レメロン®、リフレックス®/ミルタザピンを処方された方へ

ミルタザピンとは

ミルタザピンはノルアドレナリン作動性・特異的セロトニン作動性抗うつ薬(noradrenerigic and specific sertonergic antidepressant:NaSSA)として、海外のガイドラインでうつ病治療の第一選択薬として推奨されているお薬です。

日本では2009年に臨床導入され、処方されるようになっています。

ミルタザピンの受容体親和性と薬理作用のお話。
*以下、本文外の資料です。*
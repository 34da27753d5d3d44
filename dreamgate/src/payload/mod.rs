//! Upstream request payload construction.
//!
//! Pure functions from typed inputs to the generation envelopes the
//! upstream expects. One envelope shape per mode; no ad-hoc JSON assembly
//! anywhere else. Model resolution and the pixel-dimension rules live in
//! their own submodules.

mod builder;
mod models;
mod resolution;

pub use builder::{
    build_img2img, build_img2video, build_multi_img, build_text2img, detect_multi_count,
    ImageInput, VideoInput, SCENE_IMAGE_BASIC, SCENE_IMAGE_BLEND, SCENE_IMAGE_MULTI, SCENE_VIDEO,
};
pub use models::{
    default_image_model, default_video_model, list_models, resolve_model, ModelKind, ModelSpec,
};
pub use resolution::{resolve_resolution, Resolution, ResolutionTier};

use crate::credential::Region;
use thiserror::Error;

/// Errors from payload construction.
#[derive(Debug, Error)]
pub enum PayloadError {
    /// Model not available in the credential's region and not substitutable.
    #[error("model '{model}' is not supported in region {region}")]
    UnsupportedModel { model: String, region: Region },
}
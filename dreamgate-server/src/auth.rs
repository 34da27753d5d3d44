//! Bearer credential extraction.
//!
//! Every authenticated endpoint takes the upstream refresh token as a
//! bearer token. A `US:`/`HK:` prefix on the token selects the region.

use crate::error::ApiError;
use axum::http::HeaderMap;
use dreamgate::credential::Credential;

/// Extracts the raw bearer token from the Authorization header.
pub fn bearer_token(headers: &HeaderMap) -> Result<String, ApiError> {
    let header = headers
        .get(axum::http::header::AUTHORIZATION)
        .ok_or_else(|| ApiError::unauthorized("missing Authorization header"))?
        .to_str()
        .map_err(|_| ApiError::unauthorized("malformed Authorization header"))?;

    let token = header
        .strip_prefix("Bearer ")
        .or_else(|| header.strip_prefix("bearer "))
        .unwrap_or(header)
        .trim();
    if token.is_empty() {
        return Err(ApiError::unauthorized("empty bearer token"));
    }
    Ok(token.to_string())
}

/// Extracts and parses the credential.
pub fn credential(headers: &HeaderMap) -> Result<Credential, ApiError> {
    let token = bearer_token(headers)?;
    let credential = Credential::parse(&token);
    if credential.is_empty() {
        return Err(ApiError::unauthorized("empty refresh token"));
    }
    Ok(credential)
}

#[cfg(test)]
mod tests {
    use super::*;
    use axum::http::header::AUTHORIZATION;
    use dreamgate::credential::Region;

    fn headers_with(value: &str) -> HeaderMap {
        let mut headers = HeaderMap::new();
        headers.insert(AUTHORIZATION, value.parse().unwrap());
        headers
    }

    #[test]
    fn test_bearer_token_extraction() {
        let headers = headers_with("Bearer my-token");
        assert_eq!(bearer_token(&headers).unwrap(), "my-token");
    }

    #[test]
    fn test_bare_token_accepted() {
        let headers = headers_with("my-token");
        assert_eq!(bearer_token(&headers).unwrap(), "my-token");
    }

    #[test]
    fn test_missing_header_is_401() {
        let err = bearer_token(&HeaderMap::new()).unwrap_err();
        assert_eq!(err.status(), axum::http::StatusCode::UNAUTHORIZED);
    }

    #[test]
    fn test_region_prefix_flows_through() {
        let headers = headers_with("Bearer US:my-token");
        let credential = credential(&headers).unwrap();
        assert_eq!(credential.region(), Region::Us);
        assert_eq!(credential.token(), "my-token");
    }

    #[test]
    fn test_empty_token_is_401() {
        let headers = headers_with("Bearer   ");
        assert!(bearer_token(&headers).is_err());
    }
}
どんなふうに効くのか。

他の三環系抗うつ薬(昔からある抗うつ薬で効果もあるが副作用が強い)や選択的セロトニン再取り込み阻害薬(selective serotonin reuptake inhibitor:SSRI)、セロトニン・ノルアドレナリン再取り込み阻害薬(serotonin-noradrenaline reuptake inhibitor:SNRI)と違って、ミルタザピンはモノアミン【ルアドレナリン(NA)、ドパミン(DA)、セロトニン(5-TH)】の再取り込み阻害作用を一切持っていません。

一方で、α2アドレナリン受容体阻害作用、5-HT2A受容体阻害作用、5-HT2c受容体阻害作用、5-HT3受容体阻害作用、ヒスタミンH1受容体阻害作用を有し、それぞれ臨床効果、副作用と関連があります。

また、ムスカリン性アセチルコリン受容体、α受容体に対する親和性がないため、一般的に抗うつ薬に多く見られる口渇、便秘、認知機能障害等の副作用を有さないという利点があります。

ミルタザピンのα受容体阻害作用

ミルタザピンのα受容体阻害作用により前頭葉皮質の細胞外ノルアドレナリン濃度と細胞がドパミン濃度を増加させ、抗うつ効果を発揮します。SNRIと併用することで、SNRIによって前頭葉皮質で増加する3つのモノアミン(ノルアドレナリン、ドパミン、セロトニン)の細胞外濃度をさらに増加させ、抗うつ効果を増強させる可能性があります。

ミルタザピンの5-HT 2c受容体を介した作用

ミルタザピンの5-HT2c受容体阻害作用は前頭葉の細胞外ノルアドレナリン、ドパミン濃度増加作用を有します。抗不安作用、深睡眠の増加が期待できますが、一方で食欲亢進、体重増加への影響があります。

ミルタザピンの5-HT2A受容体を介した作用

ミルタザピンの5-HT2A受容体阻害作用は深睡眠の増加への作用を期待できます。

ミルタザピンの5-HT3受容体を介した作用

ミルタザピンの5-HT3受容体阻害作用により吐き気を抑える効果を期待できます。

ミルタザピンのヒスタミンH1受容体を介した作用

ミルタザピンのヒスタミンH1受容体阻害作用によって、鎮静、眠気、体重増加、低血圧の影響が出現する可能性があります。

ミルタザピンによる個別的治療の実際

ミルタザピンの有効性

解析研究の結果によると、治療開始後2週間でのミルタザピンは三環系抗うつ薬と比べて反応と寛解について有意差がなく、SSRIと比べると反応と寛解ともに有意に優れていました。

つまり、SSRIより即効性があり、他の抗うつ薬と効果は同等の力をもっていると考えていいでしょう。

また、抗うつ薬単剤での治療で改善しないうつ病の方に、ミルタザピンを上乗せすることで反応率、寛解率ともに有意な改善効果が見られており、SSRIによる治療効果が不十分であった場合に、ミルタザピンへの変薬もしくは上乗せによる増強療法によて改善が期待できます。

ミルタザピンの注意しておく副作用

眠気や、食欲亢進、体重増加などがあります。

まとめ

中等度以上のうつ病へは薬物療法が推奨されているが、ミルタザピンは三環系抗うつ薬と同等の有効性を示しており、SSRIに比べて早期の効果発現、睡眠作用があり、消化器症状や性機能障害が少ないのが特徴です。

副作用としての眠気と、食欲亢進、体重増加を考慮して使用されることで、ミルタザピンの有効性が最大限に生かされるでしょう。